Jackie Birdsall, senior engineering manager for Toyota’s fuel cell integration group, and Bernd Heid, senior partner at McKinsey & Co., made the comments while participating in an Automotive News-hosted online panel.

“I think we will see in the next year that we will need both technologies,” Heid said. “The interesting part is that it’s not only dependent on the propulsion technology of the powertrain, but it also has to do with the infrastructure. And we will see that two infrastructures will be cheaper to society than if we just do all-electric infrastructure.”

Birdsall agreed, saying the switch to zero-emission vehicles can’t be accomplished with a single approach.

“Hydrogen and fuel cell electric vehicles are complementary,” she said. “There’s two different use cases. Our job is to give these zero-emission technologies, to make them available to the customer, and then the customer can choose the application or the powertrain that best suits their lifestyle [and] that best suits their fleet’s needs.”

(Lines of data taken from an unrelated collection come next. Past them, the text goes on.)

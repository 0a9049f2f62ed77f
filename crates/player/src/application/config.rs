//! Remote API configuration
//!
//! The base URL comes from `DUNDER_API_URL` when set and falls back to the
//! public deployment otherwise. On wasm the variable is read at build time,
//! since a browser has no process environment.

use url::Url;

/// Public deployment used when no override is configured
pub const DEFAULT_API_URL: &str = "https://dundermifflinchico.azurewebsites.net";

/// Environment variable overriding [`DEFAULT_API_URL`]
pub const API_URL_ENV: &str = "DUNDER_API_URL";

/// Path of the characters collection
pub const CHARACTERS_PATH: &str = "/api/personagens";

/// Path of the login endpoint
pub const LOGIN_PATH: &str = "/auth/login";

/// Path of the user registration endpoint
pub const REGISTER_PATH: &str = "/auth/register";

/// Base URL of the remote API, shared through Dioxus context
#[derive(Debug, Clone, PartialEq, Eq)]
pub struct ApiConfig {
    base_url: String,
}

impl ApiConfig {
    /// Builds a config for `base_url`, dropping any trailing slash.
    pub fn new(base_url: &str) -> Self {
        Self {
            base_url: base_url.trim_end_matches('/').to_string(),
        }
    }

    /// Resolves the base URL from the environment.
    ///
    /// An override that is not an absolute http(s) URL is ignored with a
    /// warning rather than producing requests that can never succeed.
    pub fn from_env() -> Self {
        match Self::env_override() {
            Some(raw) => Self::from_override(&raw),
            None => Self::default(),
        }
    }

    fn from_override(raw: &str) -> Self {
        match Url::parse(raw.trim()) {
            Ok(url) if matches!(url.scheme(), "http" | "https") => Self::new(url.as_str()),
            Ok(url) => {
                tracing::warn!(
                    "Ignoring {} with unsupported scheme {}; using {}",
                    API_URL_ENV,
                    url.scheme(),
                    DEFAULT_API_URL
                );
                Self::default()
            }
            Err(e) => {
                tracing::warn!(
                    "Ignoring invalid {} ({}); using {}",
                    API_URL_ENV,
                    e,
                    DEFAULT_API_URL
                );
                Self::default()
            }
        }
    }

    #[cfg(not(target_arch = "wasm32"))]
    fn env_override() -> Option<String> {
        std::env::var(API_URL_ENV)
            .ok()
            .filter(|v| !v.trim().is_empty())
    }

    #[cfg(target_arch = "wasm32")]
    fn env_override() -> Option<String> {
        option_env!("DUNDER_API_URL")
            .filter(|v| !v.trim().is_empty())
            .map(str::to_string)
    }

    pub fn base_url(&self) -> &str {
        &self.base_url
    }

    /// Joins an absolute API path onto the base URL.
    pub fn url(&self, path: &str) -> String {
        format!("{}{}", self.base_url, path)
    }

    /// URL of the characters collection
    pub fn characters_url(&self) -> String {
        self.url(CHARACTERS_PATH)
    }

    /// URL of a single character, with the id percent-encoded as one segment
    pub fn character_url(&self, id: &dunder_domain::CharacterId) -> String {
        let collection = self.characters_url();
        let mut url = match Url::parse(&collection) {
            Ok(url) => url,
            Err(_) => return format!("{}/{}", collection, id),
        };
        match url.path_segments_mut() {
            Ok(mut segments) => {
                segments.push(&id.to_string());
            }
            Err(()) => return format!("{}/{}", collection, id),
        }
        url.to_string()
    }

    /// URL of an uploaded image, as referenced by `Character::foto`
    pub fn upload_url(&self, file_name: &str) -> String {
        format!("{}/uploads/{}", self.base_url, file_name)
    }
}

impl Default for ApiConfig {
    fn default() -> Self {
        Self::new(DEFAULT_API_URL)
    }
}

#[cfg(test)]
mod tests {
    use super::*;
    use dunder_domain::CharacterId;

    #[test]
    fn trims_trailing_slash() {
        let config = ApiConfig::new("http://localhost:3001/");
        assert_eq!(config.base_url(), "http://localhost:3001");
        assert_eq!(config.characters_url(), "http://localhost:3001/api/personagens");
    }

    #[test]
    fn builds_item_and_upload_urls() {
        let config = ApiConfig::default();
        assert_eq!(
            config.character_url(&CharacterId::numeric(7)),
            "https://dundermifflinchico.azurewebsites.net/api/personagens/7"
        );
        assert_eq!(
            config.upload_url("dwight.png"),
            "https://dundermifflinchico.azurewebsites.net/uploads/dwight.png"
        );
    }

    #[test]
    fn string_ids_are_encoded_as_a_single_segment() {
        let config = ApiConfig::new("http://localhost:3001");
        assert_eq!(
            config.character_url(&CharacterId::text("a/b?c#d")),
            "http://localhost:3001/api/personagens/a%2Fb%3Fc%23d"
        );
        assert_eq!(
            config.character_url(&CharacterId::text("6571f0c2")),
            "http://localhost:3001/api/personagens/6571f0c2"
        );
    }

    #[test]
    fn invalid_override_falls_back_to_default() {
        assert_eq!(ApiConfig::from_override("not a url"), ApiConfig::default());
        assert_eq!(ApiConfig::from_override("ftp://files"), ApiConfig::default());
        assert_eq!(
            ApiConfig::from_override("http://127.0.0.1:8080").base_url(),
            "http://127.0.0.1:8080"
        );
    }
}
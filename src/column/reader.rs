//! Closest-match traversal over a column's serialized pages.
//!
//! Two physical strategies implement the same logical traversal: buffered
//! sequential reads through the index file, and bounded memory-mapped views.
//! Pages are scanned in parallel; every page is visited exactly once; the
//! per-page hits reduce to a single best candidate.
//!
//! Tie rule, applied identically in both modes and in the final reduction:
//! a strictly higher score replaces the best candidate; a candidate tying
//! the best accumulates its postings offsets onto it only when the tied
//! score is strictly positive.

use std::collections::VecDeque;
use std::fs::File;
use std::io::{BufReader, Read, Seek, SeekFrom};
use std::path::PathBuf;
use std::sync::Arc;
use std::time::Instant;

use memmap2::Mmap;
use parking_lot::Mutex;
use rayon::prelude::*;
use tracing::debug;

use crate::column::page::PageInfo;
use crate::column::{BLOCK_SIZE, NodeBlock};
use crate::config::{Config, ReadMode};
use crate::error::{CanopyError, Result};
use crate::model::{SimilarityModel, SliceVectorSource};
use crate::tree::{TERMINATOR_BOTH, TERMINATOR_RIGHT_ONLY, VectorNode, VectorTree};
use crate::vector::SparseVector;

/// The closest match found for a query vector: the winning score and the
/// postings offsets it resolves to (plural after ties).
#[derive(Debug, Clone, PartialEq)]
pub struct Hit {
    pub score: f32,
    pub postings_offsets: Vec<u64>,
}

/// Reads closest-match answers for one column directly from its pages.
///
/// A reader is opened per query and holds no open file handles between
/// calls; each scan acquires and releases its own streams or mapped views.
pub struct ColumnReader {
    ix_path: PathBuf,
    vec_path: PathBuf,
    pages: Arc<Vec<PageInfo>>,
    model: Arc<dyn SimilarityModel>,
    read_mode: ReadMode,
    buffer_size: usize,
}

impl ColumnReader {
    pub fn new(
        ix_path: PathBuf,
        vec_path: PathBuf,
        pages: Arc<Vec<PageInfo>>,
        model: Arc<dyn SimilarityModel>,
        config: &Config,
    ) -> Self {
        ColumnReader {
            ix_path,
            vec_path,
            pages,
            model,
            read_mode: config.read_mode(),
            buffer_size: config.read_buffer_size(),
        }
    }

    /// The page extents this reader scans.
    pub fn pages(&self) -> &[PageInfo] {
        &self.pages
    }

    /// Find the closest node to `query` across every page. Returns `None`
    /// for a column with no pages.
    pub fn closest_match(&self, query: &SparseVector) -> Result<Option<Hit>> {
        if self.pages.is_empty() {
            return Ok(None);
        }

        let started = Instant::now();
        let hits = match self.read_mode {
            ReadMode::Buffered => self.scan_buffered(query)?,
            ReadMode::Mmap => self.scan_mmap(query)?,
        };

        let mut best: Option<Hit> = None;
        for hit in hits {
            merge_hit(&mut best, hit);
        }

        debug!(
            ix = %self.ix_path.display(),
            pages = self.pages.len(),
            elapsed = ?started.elapsed(),
            "column scan"
        );

        Ok(best)
    }

    /// Buffered-disk scan: workers share a FIFO of pages. A worker pops a
    /// page and traverses it; when a branch ends with unclaimed pages left,
    /// the same traversal seeks to the next one and resumes, so each page is
    /// scanned exactly once.
    fn scan_buffered(&self, query: &SparseVector) -> Result<Vec<Hit>> {
        let queue: Mutex<VecDeque<PageInfo>> =
            Mutex::new(self.pages.iter().copied().collect());
        let worker_count = self
            .pages
            .len()
            .min(rayon::current_num_threads())
            .max(1);
        let outcomes: Mutex<Vec<Result<Vec<Hit>>>> = Mutex::new(Vec::new());

        rayon::scope(|scope| {
            for _ in 0..worker_count {
                scope.spawn(|_| {
                    let outcome = self.buffered_worker(query, &queue);
                    outcomes.lock().push(outcome);
                });
            }
        });

        let mut hits = Vec::new();
        for outcome in outcomes.into_inner() {
            hits.extend(outcome?);
        }

        Ok(hits)
    }

    fn buffered_worker(
        &self,
        query: &SparseVector,
        queue: &Mutex<VecDeque<PageInfo>>,
    ) -> Result<Vec<Hit>> {
        let mut ix = BufReader::with_capacity(self.buffer_size, File::open(&self.ix_path)?);
        let mut vectors = File::open(&self.vec_path)?;
        let mut hits = Vec::new();

        loop {
            let Some(page) = queue.lock().pop_front() else {
                break;
            };

            validate_extent(&page)?;
            ix.seek(SeekFrom::Start(page.offset))?;

            if let Some(hit) = self.traverse_buffered(query, queue, &mut ix, &mut vectors)? {
                hits.push(hit);
            }
        }

        Ok(hits)
    }

    fn traverse_buffered(
        &self,
        query: &SparseVector,
        queue: &Mutex<VecDeque<PageInfo>>,
        ix: &mut BufReader<File>,
        vectors: &mut File,
    ) -> Result<Option<Hit>> {
        let mut best: Option<Hit> = None;
        let mut block = [0u8; BLOCK_SIZE];

        loop {
            ix.read_exact(&mut block)
                .map_err(|_| CanopyError::corrupt("node block truncated"))?;
            let node = NodeBlock::decode(&block)?;

            let vector = self.model.deserialize_vector(
                vectors,
                node.vector_offset,
                node.component_count as usize,
            )?;
            let angle = self.model.score(query, &vector);
            record(&mut best, angle, node.postings_offset);

            if angle >= self.model.identical_angle() {
                // An identical match terminates descent; pick up at the
                // next unclaimed page, if any.
                if !next_page(ix, queue)? {
                    break;
                }
            } else if angle > self.model.fold_angle() {
                if node.has_left() {
                    // The pre-order successor is the left child.
                } else if !next_page(ix, queue)? {
                    break;
                }
            } else if node.terminator == TERMINATOR_BOTH {
                // The right child sits `weight` blocks past the node's own
                // block; one of those was just consumed by the read above.
                ix.seek_relative((node.weight as i64 - 1) * BLOCK_SIZE as i64)?;
            } else if node.terminator == TERMINATOR_RIGHT_ONLY {
                // The pre-order successor is the right child.
            } else if !next_page(ix, queue)? {
                break;
            }
        }

        Ok(best)
    }

    /// Memory-mapped scan: one bounded view per page, one task per page, no
    /// cross-page continuation.
    fn scan_mmap(&self, query: &SparseVector) -> Result<Vec<Hit>> {
        let ix_file = File::open(&self.ix_path)?;
        let vec_file = File::open(&self.vec_path)?;
        let ix_map = map_file(&ix_file)?;
        let vec_map = map_file(&vec_file)?;
        let ix_bytes = ix_map.as_deref().unwrap_or(&[]);
        let vec_bytes = vec_map.as_deref().unwrap_or(&[]);

        let hits = self
            .pages
            .par_iter()
            .map(|page| {
                validate_extent(page)?;

                let start = page.offset as usize;
                let end = start + page.length as usize;
                let blocks = ix_bytes.get(start..end).ok_or_else(|| {
                    CanopyError::corrupt(format!(
                        "page at {} runs past the end of the index file",
                        page.offset
                    ))
                })?;

                self.traverse_blocks(query, blocks, vec_bytes)
            })
            .collect::<Result<Vec<Option<Hit>>>>()?;

        Ok(hits.into_iter().flatten().collect())
    }

    fn traverse_blocks(
        &self,
        query: &SparseVector,
        blocks: &[u8],
        vec_bytes: &[u8],
    ) -> Result<Option<Hit>> {
        let block_count = blocks.len() / BLOCK_SIZE;
        let mut best: Option<Hit> = None;
        let mut index = 0usize;

        while index < block_count {
            let node = NodeBlock::decode(&blocks[index * BLOCK_SIZE..(index + 1) * BLOCK_SIZE])?;

            let mut source = SliceVectorSource::new(vec_bytes);
            let vector = self.model.deserialize_vector(
                &mut source,
                node.vector_offset,
                node.component_count as usize,
            )?;
            let angle = self.model.score(query, &vector);
            record(&mut best, angle, node.postings_offset);

            let next = if angle >= self.model.identical_angle() {
                break;
            } else if angle > self.model.fold_angle() {
                if node.has_left() {
                    index + 1
                } else {
                    break;
                }
            } else if node.terminator == TERMINATOR_BOTH {
                index + node.weight as usize
            } else if node.terminator == TERMINATOR_RIGHT_ONLY {
                index + 1
            } else {
                break;
            };

            if next >= block_count {
                return Err(CanopyError::corrupt(
                    "page ends where a child block was expected",
                ));
            }
            index = next;
        }

        Ok(best)
    }

    /// Rebuild one page's tree from its block stream, for diagnostics and
    /// round-trip verification.
    pub fn read_tree(&self, page: usize) -> Result<VectorTree> {
        let info = *self.pages.get(page).ok_or_else(|| {
            CanopyError::index(format!("column has no page {page}"))
        })?;
        validate_extent(&info)?;

        let mut ix = BufReader::with_capacity(self.buffer_size, File::open(&self.ix_path)?);
        let mut vectors = File::open(&self.vec_path)?;
        ix.seek(SeekFrom::Start(info.offset))?;

        let block_count = info.length as usize / BLOCK_SIZE;
        let mut blocks = Vec::with_capacity(block_count);
        let mut buf = [0u8; BLOCK_SIZE];

        for _ in 0..block_count {
            ix.read_exact(&mut buf)
                .map_err(|_| CanopyError::corrupt("node block truncated"))?;
            let node = NodeBlock::decode(&buf)?;

            let vector = self.model.deserialize_vector(
                &mut vectors,
                node.vector_offset,
                node.component_count as usize,
            )?;

            blocks.push((
                VectorNode::from_disk(vector, vec![node.postings_offset], node.weight),
                node.terminator,
            ));
        }

        VectorTree::from_preorder(blocks)
    }
}

/// Record a candidate against the running best under the tie rule.
fn record(best: &mut Option<Hit>, score: f32, postings_offset: u64) {
    match best {
        None => {
            *best = Some(Hit {
                score,
                postings_offsets: vec![postings_offset],
            });
        }
        Some(hit) if score > hit.score => {
            *hit = Hit {
                score,
                postings_offsets: vec![postings_offset],
            };
        }
        Some(hit) if score > 0.0 && score == hit.score => {
            hit.postings_offsets.push(postings_offset);
        }
        Some(_) => {}
    }
}

/// Reduce a finished traversal's hit into the overall best under the same
/// tie rule.
fn merge_hit(best: &mut Option<Hit>, hit: Hit) {
    match best {
        None => *best = Some(hit),
        Some(current) if hit.score > current.score => *current = hit,
        Some(current) if hit.score > 0.0 && hit.score == current.score => {
            current.postings_offsets.extend(hit.postings_offsets);
        }
        Some(_) => {}
    }
}

fn next_page(ix: &mut BufReader<File>, queue: &Mutex<VecDeque<PageInfo>>) -> Result<bool> {
    let Some(page) = queue.lock().pop_front() else {
        return Ok(false);
    };

    validate_extent(&page)?;
    ix.seek(SeekFrom::Start(page.offset))?;
    Ok(true)
}

fn validate_extent(page: &PageInfo) -> Result<()> {
    if page.length == 0 || page.length % BLOCK_SIZE as u64 != 0 {
        return Err(CanopyError::corrupt(format!(
            "page length {} is not a whole number of node blocks",
            page.length
        )));
    }
    Ok(())
}

fn map_file(file: &File) -> Result<Option<Mmap>> {
    if file.metadata()?.len() == 0 {
        return Ok(None);
    }
    // Safety: canopy never mutates flushed files; the format is append-only
    // and appends land past every mapped page.
    Ok(Some(unsafe { Mmap::map(file)? }))
}

#[cfg(test)]
mod tests {
    use super::*;

    #[test]
    fn test_record_replaces_on_higher_score() {
        let mut best = None;
        record(&mut best, 0.4, 10);
        record(&mut best, 0.9, 20);
        record(&mut best, 0.5, 30);

        let hit = best.unwrap();
        assert_eq!(hit.score, 0.9);
        assert_eq!(hit.postings_offsets, vec![20]);
    }

    #[test]
    fn test_record_accumulates_positive_ties() {
        let mut best = None;
        record(&mut best, 0.7, 10);
        record(&mut best, 0.7, 20);

        let hit = best.unwrap();
        assert_eq!(hit.postings_offsets, vec![10, 20]);
    }

    #[test]
    fn test_record_zero_scores_never_tie() {
        let mut best = None;
        record(&mut best, 0.0, 10);
        record(&mut best, 0.0, 20);

        let hit = best.unwrap();
        assert_eq!(hit.postings_offsets, vec![10]);
    }

    #[test]
    fn test_merge_hit_applies_the_same_tie_rule() {
        let mut best = None;
        merge_hit(
            &mut best,
            Hit {
                score: 0.6,
                postings_offsets: vec![1],
            },
        );
        merge_hit(
            &mut best,
            Hit {
                score: 0.6,
                postings_offsets: vec![2],
            },
        );
        merge_hit(
            &mut best,
            Hit {
                score: 0.2,
                postings_offsets: vec![3],
            },
        );

        let hit = best.unwrap();
        assert_eq!(hit.score, 0.6);
        assert_eq!(hit.postings_offsets, vec![1, 2]);
    }

    #[test]
    fn test_extent_validation() {
        assert!(validate_extent(&PageInfo {
            offset: 0,
            length: BLOCK_SIZE as u64 * 4
        })
        .is_ok());
        assert!(validate_extent(&PageInfo {
            offset: 0,
            length: 10
        })
        .is_err());
    }
}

Birdsall added: “We need to invest in the infrastructure equally for both battery electric and for fuel cell electric vehicles so that they can both succeed and both be available because in reality, we’re going to need both if we are going to really achieve our decarbonization goals.”

The panelists said that FCEVs might be a better option for those who don’t have access to at-home EV charging stations and need a longer range, while EVs might be a preferred choice for those making short-distance commutes.

“It’s not a race against these two technologies,” Birdsall said. “It’s a race against carbon and we really need to decarbonize as quickly as we possibly can to get there.”

Heid detailed how both technologies will be needed in the commercial space as well, saying that while FCEVs would be a cheaper option for long-haul truck fleets, EVs might be more practical for trucks making local deliveries.

“This is not a competition of one over the other,” he said. “This will be a coexistence of multiple technologies.”

The feasibility of hydrogen for the long-haul transport sector was put to the test recently when Hyzon Motors Inc. completed its first commercial demonstration of a liquid hydrogen FCEV.

The 540-mile demonstration was hailed by Hyzon as an example of how hydrogen could become an “economical approach to long-range zero-emission trucking.”

Birdsall, who lives in Los Angeles, also discussed the ease she’s experienced refueling her Toyota Mirai, which she said takes less than five minutes and can be done at any of the three fueling hydrogen stations near her home.

Heid said more infrastructure is needed to make stations accessible to those living in both rural and urban settings.

Right now, he said there are just over 100 hydrogen refueling stations available in the U.S. To achieve the level of convenience customers have been accustomed to, he said between 2,000 and 3,000 additional stations are needed.

“For a country like the U.S., that is not a lot,” he said, adding that careful planning will be necessary to determine where the additional stations should be placed.

Right now, California lawmakers are trying to find a solution to provide more hydrogen fuel station access for FCEVs.

CalMatters, a nonprofit news group, reported that as California steers away from ICE vehicles, lawmakers are arguing about the role FCEVs will play in the future, down to how much money they’ll spend on hydrogen fuel stations.

A lobbying group for hydrogen supporters and suppliers, including Chevron, Shell, and Toyota, is seeking a designated 30% share of money from the state Clean Transportation Program, amounting to $300 million over the next decade, according to CalMatters. And the California Energy Commission has spent $202 million on hydrogen fueling stations.

Only two hydrogen models are available, the Mirai and Hyundai Nexo, although other OEMs are working on either concept cars or the launch of FCEVs.